→ **ACTION ITEM**
Would you give the number of lines in the entries that contain the word "builder"? Nothing else is needed.

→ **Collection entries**
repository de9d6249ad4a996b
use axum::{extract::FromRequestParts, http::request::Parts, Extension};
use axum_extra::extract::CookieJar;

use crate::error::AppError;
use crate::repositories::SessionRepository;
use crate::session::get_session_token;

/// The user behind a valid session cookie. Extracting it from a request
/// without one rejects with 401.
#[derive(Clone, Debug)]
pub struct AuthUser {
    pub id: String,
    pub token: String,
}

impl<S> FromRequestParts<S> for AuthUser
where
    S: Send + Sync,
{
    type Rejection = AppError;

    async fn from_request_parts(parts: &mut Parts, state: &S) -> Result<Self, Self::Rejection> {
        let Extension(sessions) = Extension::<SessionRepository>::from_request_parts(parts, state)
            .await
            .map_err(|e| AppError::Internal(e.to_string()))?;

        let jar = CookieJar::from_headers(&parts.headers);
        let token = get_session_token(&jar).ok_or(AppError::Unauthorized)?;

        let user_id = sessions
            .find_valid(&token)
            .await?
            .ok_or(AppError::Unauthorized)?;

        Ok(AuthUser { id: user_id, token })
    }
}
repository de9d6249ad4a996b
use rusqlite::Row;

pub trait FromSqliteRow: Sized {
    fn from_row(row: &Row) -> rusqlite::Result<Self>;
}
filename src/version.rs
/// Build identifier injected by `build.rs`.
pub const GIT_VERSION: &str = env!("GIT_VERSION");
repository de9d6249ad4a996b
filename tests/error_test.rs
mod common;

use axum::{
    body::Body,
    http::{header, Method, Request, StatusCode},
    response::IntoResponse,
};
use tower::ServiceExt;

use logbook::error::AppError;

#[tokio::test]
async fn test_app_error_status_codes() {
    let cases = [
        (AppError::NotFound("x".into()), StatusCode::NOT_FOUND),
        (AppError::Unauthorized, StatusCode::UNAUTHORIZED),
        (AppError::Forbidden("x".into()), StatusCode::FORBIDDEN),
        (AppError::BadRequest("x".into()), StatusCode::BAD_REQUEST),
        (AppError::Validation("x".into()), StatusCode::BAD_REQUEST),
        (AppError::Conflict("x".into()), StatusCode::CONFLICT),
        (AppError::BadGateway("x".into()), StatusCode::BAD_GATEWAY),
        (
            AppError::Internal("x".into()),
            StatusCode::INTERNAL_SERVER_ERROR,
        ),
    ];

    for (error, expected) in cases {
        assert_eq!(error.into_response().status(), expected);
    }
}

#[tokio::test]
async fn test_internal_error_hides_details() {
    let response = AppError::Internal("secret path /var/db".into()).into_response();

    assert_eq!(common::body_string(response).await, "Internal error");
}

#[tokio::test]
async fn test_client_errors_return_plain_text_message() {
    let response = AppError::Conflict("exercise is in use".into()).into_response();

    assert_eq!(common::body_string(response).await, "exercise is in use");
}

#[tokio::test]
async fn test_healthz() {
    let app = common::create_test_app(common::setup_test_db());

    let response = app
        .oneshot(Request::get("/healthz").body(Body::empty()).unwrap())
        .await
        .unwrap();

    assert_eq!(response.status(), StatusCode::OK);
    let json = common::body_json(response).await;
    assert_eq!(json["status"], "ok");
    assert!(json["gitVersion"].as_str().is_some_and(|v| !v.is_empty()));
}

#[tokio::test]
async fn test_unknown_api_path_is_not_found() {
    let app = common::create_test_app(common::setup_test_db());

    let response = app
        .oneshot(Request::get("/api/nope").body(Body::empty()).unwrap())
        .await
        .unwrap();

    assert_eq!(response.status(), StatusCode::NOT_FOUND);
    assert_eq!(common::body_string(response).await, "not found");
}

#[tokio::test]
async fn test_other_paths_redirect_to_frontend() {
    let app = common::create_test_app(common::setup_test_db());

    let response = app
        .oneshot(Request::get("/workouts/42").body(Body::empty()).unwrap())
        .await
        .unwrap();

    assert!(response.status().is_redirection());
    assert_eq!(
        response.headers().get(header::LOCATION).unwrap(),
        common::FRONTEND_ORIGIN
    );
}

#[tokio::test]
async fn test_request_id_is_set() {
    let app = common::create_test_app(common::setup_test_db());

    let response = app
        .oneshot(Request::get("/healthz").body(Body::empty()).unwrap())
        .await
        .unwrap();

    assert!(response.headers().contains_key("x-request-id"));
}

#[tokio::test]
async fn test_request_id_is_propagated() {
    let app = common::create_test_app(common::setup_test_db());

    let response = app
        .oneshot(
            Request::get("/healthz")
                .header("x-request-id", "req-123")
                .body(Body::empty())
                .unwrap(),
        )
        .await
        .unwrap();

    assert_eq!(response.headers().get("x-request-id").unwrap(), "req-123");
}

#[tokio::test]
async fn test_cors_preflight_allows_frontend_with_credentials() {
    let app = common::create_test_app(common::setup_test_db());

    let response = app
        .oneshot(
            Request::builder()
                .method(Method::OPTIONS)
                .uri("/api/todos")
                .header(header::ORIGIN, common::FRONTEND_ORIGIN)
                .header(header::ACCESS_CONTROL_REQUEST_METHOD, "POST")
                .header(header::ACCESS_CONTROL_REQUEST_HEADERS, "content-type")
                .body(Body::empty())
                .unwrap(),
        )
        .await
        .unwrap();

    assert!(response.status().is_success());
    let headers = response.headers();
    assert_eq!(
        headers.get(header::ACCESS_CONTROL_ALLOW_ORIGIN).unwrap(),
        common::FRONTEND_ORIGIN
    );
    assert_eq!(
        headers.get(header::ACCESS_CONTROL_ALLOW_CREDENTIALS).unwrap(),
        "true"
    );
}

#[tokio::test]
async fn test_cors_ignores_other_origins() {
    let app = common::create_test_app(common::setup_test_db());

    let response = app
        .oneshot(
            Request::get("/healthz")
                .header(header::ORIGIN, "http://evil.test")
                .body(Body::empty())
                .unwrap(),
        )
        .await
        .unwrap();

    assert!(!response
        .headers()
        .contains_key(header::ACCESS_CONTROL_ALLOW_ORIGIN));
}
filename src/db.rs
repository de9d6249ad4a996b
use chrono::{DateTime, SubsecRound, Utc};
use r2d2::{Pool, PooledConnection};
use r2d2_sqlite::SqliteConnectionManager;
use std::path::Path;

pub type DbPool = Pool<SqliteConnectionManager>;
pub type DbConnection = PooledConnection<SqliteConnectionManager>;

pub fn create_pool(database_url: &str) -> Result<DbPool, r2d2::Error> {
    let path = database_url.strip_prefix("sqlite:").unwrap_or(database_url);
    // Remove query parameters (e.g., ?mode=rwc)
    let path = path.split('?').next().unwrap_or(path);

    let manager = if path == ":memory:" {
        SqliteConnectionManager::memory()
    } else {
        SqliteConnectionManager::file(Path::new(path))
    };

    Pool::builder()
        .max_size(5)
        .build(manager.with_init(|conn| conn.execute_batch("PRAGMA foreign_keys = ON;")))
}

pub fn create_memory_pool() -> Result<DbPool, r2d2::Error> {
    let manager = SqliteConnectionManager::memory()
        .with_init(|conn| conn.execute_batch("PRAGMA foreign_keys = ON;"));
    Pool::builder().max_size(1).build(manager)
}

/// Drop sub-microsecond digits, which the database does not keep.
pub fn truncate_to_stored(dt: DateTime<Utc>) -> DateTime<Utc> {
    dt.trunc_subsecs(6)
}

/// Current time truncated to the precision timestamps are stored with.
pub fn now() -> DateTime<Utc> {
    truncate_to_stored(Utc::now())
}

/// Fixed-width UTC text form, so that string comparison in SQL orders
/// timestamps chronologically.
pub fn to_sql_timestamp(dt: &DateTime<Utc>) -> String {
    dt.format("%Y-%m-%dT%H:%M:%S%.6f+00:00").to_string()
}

→ **REPLY**
3